§ **Task prompt**
Go through the material underneath and show every line where the string "systems" occurs.

§ **Record set**
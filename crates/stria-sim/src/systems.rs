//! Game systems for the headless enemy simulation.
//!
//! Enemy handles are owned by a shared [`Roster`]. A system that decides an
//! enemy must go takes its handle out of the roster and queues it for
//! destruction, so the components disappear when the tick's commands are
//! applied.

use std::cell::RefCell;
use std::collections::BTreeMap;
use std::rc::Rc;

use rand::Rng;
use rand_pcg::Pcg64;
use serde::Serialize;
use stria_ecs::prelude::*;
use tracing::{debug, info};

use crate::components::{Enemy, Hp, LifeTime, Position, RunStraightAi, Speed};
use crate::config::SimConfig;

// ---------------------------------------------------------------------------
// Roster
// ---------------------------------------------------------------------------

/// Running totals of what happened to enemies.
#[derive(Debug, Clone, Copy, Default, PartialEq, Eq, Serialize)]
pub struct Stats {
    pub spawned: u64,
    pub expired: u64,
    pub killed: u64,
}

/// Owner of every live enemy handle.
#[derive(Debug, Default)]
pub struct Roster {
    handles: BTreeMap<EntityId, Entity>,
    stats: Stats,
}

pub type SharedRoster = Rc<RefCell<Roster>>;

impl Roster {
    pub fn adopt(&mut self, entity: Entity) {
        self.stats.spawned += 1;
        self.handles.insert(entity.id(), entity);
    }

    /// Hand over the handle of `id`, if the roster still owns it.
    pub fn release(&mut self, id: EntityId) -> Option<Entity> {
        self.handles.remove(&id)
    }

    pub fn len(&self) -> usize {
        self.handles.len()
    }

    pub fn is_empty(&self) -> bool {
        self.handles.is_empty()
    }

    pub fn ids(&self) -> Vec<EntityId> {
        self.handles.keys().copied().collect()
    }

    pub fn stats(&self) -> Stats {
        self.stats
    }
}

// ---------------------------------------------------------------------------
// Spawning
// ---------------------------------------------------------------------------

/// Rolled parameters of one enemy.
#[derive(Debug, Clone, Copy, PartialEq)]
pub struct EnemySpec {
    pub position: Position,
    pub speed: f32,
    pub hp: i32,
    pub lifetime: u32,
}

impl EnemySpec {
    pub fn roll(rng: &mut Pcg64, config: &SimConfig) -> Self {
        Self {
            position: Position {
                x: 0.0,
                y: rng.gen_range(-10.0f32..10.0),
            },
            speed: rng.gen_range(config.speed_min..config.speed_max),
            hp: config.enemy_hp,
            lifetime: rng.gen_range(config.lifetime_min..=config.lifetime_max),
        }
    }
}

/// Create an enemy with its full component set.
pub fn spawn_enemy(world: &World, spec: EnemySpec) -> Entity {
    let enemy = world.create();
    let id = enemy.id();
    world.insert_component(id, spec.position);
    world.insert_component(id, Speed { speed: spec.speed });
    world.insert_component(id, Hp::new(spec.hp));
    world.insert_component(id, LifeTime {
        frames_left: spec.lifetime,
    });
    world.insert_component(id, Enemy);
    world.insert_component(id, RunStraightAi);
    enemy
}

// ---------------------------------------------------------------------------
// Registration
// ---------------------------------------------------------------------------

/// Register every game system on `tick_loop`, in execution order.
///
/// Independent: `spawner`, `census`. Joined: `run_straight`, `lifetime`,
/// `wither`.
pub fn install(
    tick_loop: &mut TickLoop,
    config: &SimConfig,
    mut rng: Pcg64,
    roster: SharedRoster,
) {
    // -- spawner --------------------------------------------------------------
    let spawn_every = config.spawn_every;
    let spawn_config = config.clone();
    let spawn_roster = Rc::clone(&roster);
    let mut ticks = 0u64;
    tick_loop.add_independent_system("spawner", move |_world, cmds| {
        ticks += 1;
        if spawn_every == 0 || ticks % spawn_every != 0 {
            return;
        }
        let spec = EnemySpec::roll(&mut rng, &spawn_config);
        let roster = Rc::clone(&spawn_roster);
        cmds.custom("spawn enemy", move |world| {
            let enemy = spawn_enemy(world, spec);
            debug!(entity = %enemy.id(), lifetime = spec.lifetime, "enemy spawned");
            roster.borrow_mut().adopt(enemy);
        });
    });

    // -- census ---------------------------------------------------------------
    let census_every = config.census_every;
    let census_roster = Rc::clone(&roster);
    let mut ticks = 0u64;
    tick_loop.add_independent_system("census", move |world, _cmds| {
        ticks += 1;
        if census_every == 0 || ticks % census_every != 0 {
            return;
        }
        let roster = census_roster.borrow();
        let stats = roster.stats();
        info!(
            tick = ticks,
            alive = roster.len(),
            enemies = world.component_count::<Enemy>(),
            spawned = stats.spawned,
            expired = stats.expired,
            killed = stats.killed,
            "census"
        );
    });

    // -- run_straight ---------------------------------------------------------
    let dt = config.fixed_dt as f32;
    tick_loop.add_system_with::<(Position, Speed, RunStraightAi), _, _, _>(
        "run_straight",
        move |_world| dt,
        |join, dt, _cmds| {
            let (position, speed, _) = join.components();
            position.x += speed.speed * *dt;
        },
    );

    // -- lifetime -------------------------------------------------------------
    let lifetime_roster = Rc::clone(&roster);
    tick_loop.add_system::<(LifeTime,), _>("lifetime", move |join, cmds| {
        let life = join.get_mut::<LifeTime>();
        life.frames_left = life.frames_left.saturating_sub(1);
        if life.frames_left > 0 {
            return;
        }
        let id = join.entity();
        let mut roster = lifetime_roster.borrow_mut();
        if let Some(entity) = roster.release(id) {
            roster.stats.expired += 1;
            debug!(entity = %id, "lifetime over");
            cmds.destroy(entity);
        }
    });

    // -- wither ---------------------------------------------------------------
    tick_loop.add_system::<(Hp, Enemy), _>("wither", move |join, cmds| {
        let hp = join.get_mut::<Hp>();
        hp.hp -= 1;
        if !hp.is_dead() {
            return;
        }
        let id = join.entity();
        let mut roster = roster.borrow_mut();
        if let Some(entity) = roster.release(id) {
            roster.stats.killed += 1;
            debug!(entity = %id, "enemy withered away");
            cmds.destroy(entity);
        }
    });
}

§ **Your response**
filename crates/stria-sim/src/systems.rs
//! Game systems for the headless enemy simulation.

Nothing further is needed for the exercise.